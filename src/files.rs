//! Directory listing for the explorer.

use std::cmp::Ordering;
use std::fs;
use std::path::{Path, PathBuf};

#[derive(Clone, Debug, PartialEq, Eq)]
pub struct FileEntry {
    pub name: String,
    pub path: PathBuf,
    pub is_dir: bool,
    pub is_hidden: bool,
    pub size: u64,
}

/// List a directory: directories first, then files, each group sorted by name
/// case-insensitively.
pub fn read_dir_entries(dir: &Path, show_hidden: bool) -> Result<Vec<FileEntry>, String> {
    let entries = fs::read_dir(dir).map_err(|e| format!("Cannot read directory: {}", e))?;

    let mut items: Vec<FileEntry> = entries
        .filter_map(|e| e.ok())
        .map(|entry| {
            let path = entry.path();
            let name = entry.file_name().to_string_lossy().to_string();
            let metadata = fs::metadata(&path).ok();
            let is_dir = metadata.as_ref().is_some_and(|m| m.is_dir());
            let size = metadata.as_ref().map(|m| m.len()).unwrap_or(0);
            FileEntry {
                is_hidden: name.starts_with('.'),
                name,
                path,
                is_dir,
                size,
            }
        })
        .filter(|f| show_hidden || !f.is_hidden)
        .collect();

    items.sort_by(|a, b| match (a.is_dir, b.is_dir) {
        (true, false) => Ordering::Less,
        (false, true) => Ordering::Greater,
        _ => a.name.to_lowercase().cmp(&b.name.to_lowercase()),
    });
    Ok(items)
}

pub(crate) fn format_size(size: u64) -> String {
    if size < 1024 {
        format!("{}B", size)
    } else if size < 1024 * 1024 {
        format!("{:.1}K", size as f64 / 1024.0)
    } else if size < 1024 * 1024 * 1024 {
        format!("{:.1}M", size as f64 / (1024.0 * 1024.0))
    } else {
        format!("{:.1}G", size as f64 / (1024.0 * 1024.0 * 1024.0))
    }
}

#[cfg(test)]
mod tests {
    use super::*;
    use tempfile::TempDir;

    #[test]
    fn test_dirs_first_and_hidden_filtered() {
        let dir = TempDir::new().unwrap();
        fs::write(dir.path().join("b.txt"), "b").unwrap();
        fs::write(dir.path().join("A.txt"), "a").unwrap();
        fs::write(dir.path().join(".hidden"), "h").unwrap();
        fs::create_dir(dir.path().join("zdir")).unwrap();

        let names: Vec<String> = read_dir_entries(dir.path(), false)
            .unwrap()
            .into_iter()
            .map(|e| e.name)
            .collect();
        assert_eq!(names, vec!["zdir", "A.txt", "b.txt"]);

        let all = read_dir_entries(dir.path(), true).unwrap();
        assert!(all.iter().any(|e| e.name == ".hidden"));
    }

    #[test]
    fn test_missing_directory_is_error() {
        assert!(read_dir_entries(Path::new("/no/such/dir/here"), false).is_err());
    }

    #[test]
    fn test_format_size() {
        assert_eq!(format_size(512), "512B");
        assert_eq!(format_size(2048), "2.0K");
        assert_eq!(format_size(3 * 1024 * 1024), "3.0M");
    }
}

• **TASK BRIEF**: All of the data above should be set down word for word.

• **ANSWER BELOW**:
filename src/files.rs
//! Directory listing for the explorer.

use std::cmp::Ordering;
use std::fs;
use std::path::{Path, PathBuf};

#[derive(Clone, Debug, PartialEq, Eq)]
pub struct FileEntry {
    pub name: String,
    pub path: PathBuf,
    pub is_dir: bool,
    pub is_hidden: bool,
    pub size: u64,
}

/// List a directory: directories first, then files, each group sorted by name
/// case-insensitively.
pub fn read_dir_entries(dir: &Path, show_hidden: bool) -> Result<Vec<FileEntry>, String> {
    let entries = fs::read_dir(dir).map_err(|e| format!("Cannot read directory: {}", e))?;

    let mut items: Vec<FileEntry> = entries
        .filter_map(|e| e.ok())
        .map(|entry| {
            let path = entry.path();
            let name = entry.file_name().to_string_lossy().to_string();
            let metadata = fs::metadata(&path).ok();
            let is_dir = metadata.as_ref().is_some_and(|m| m.is_dir());
            let size = metadata.as_ref().map(|m| m.len()).unwrap_or(0);
            FileEntry {
                is_hidden: name.starts_with('.'),
                name,
                path,
                is_dir,
                size,
            }
        })
        .filter(|f| show_hidden || !f.is_hidden)
        .collect();

    items.sort_by(|a, b| match (a.is_dir, b.is_dir) {
        (true, false) => Ordering::Less,
        (false, true) => Ordering::Greater,
        _ => a.name.to_lowercase().cmp(&b.name.to_lowercase()),
    });
    Ok(items)
}

pub(crate) fn format_size(size: u64) -> String {
    if size < 1024 {
        format!("{}B", size)
    } else if size < 1024 * 1024 {
        format!("{:.1}K", size as f64 / 1024.0)
    } else if size < 1024 * 1024 * 1024 {
        format!("{:.1}M", size as f64 / (1024.0 * 1024.0))
    } else {
        format!("{:.1}G", size as f64 / (1024.0 * 1024.0 * 1024.0))
    }
}

#[cfg(test)]
mod tests {
    use super::*;
    use tempfile::TempDir;

    #[test]
    fn test_dirs_first_and_hidden_filtered() {
        let dir = TempDir::new().unwrap();
        fs::write(dir.path().join("b.txt"), "b").unwrap();
        fs::write(dir.path().join("A.txt"), "a").unwrap();
        fs::write(dir.path().join(".hidden"), "h").unwrap();
        fs::create_dir(dir.path().join("zdir")).unwrap();

        let names: Vec<String> = read_dir_entries(dir.path(), false)
            .unwrap()
            .into_iter()
            .map(|e| e.name)
            .collect();
        assert_eq!(names, vec!["zdir", "A.txt", "b.txt"]);

        let all = read_dir_entries(dir.path(), true).unwrap();
        assert!(all.iter().any(|e| e.name == ".hidden"));
    }

    #[test]
    fn test_missing_directory_is_error() {
        assert!(read_dir_entries(Path::new("/no/such/dir/here"), false).is_err());
    }

    #[test]
    fn test_format_size() {
        assert_eq!(format_size(512), "512B");
        assert_eq!(format_size(2048), "2.0K");
        assert_eq!(format_size(3 * 1024 * 1024), "3.0M");
    }
}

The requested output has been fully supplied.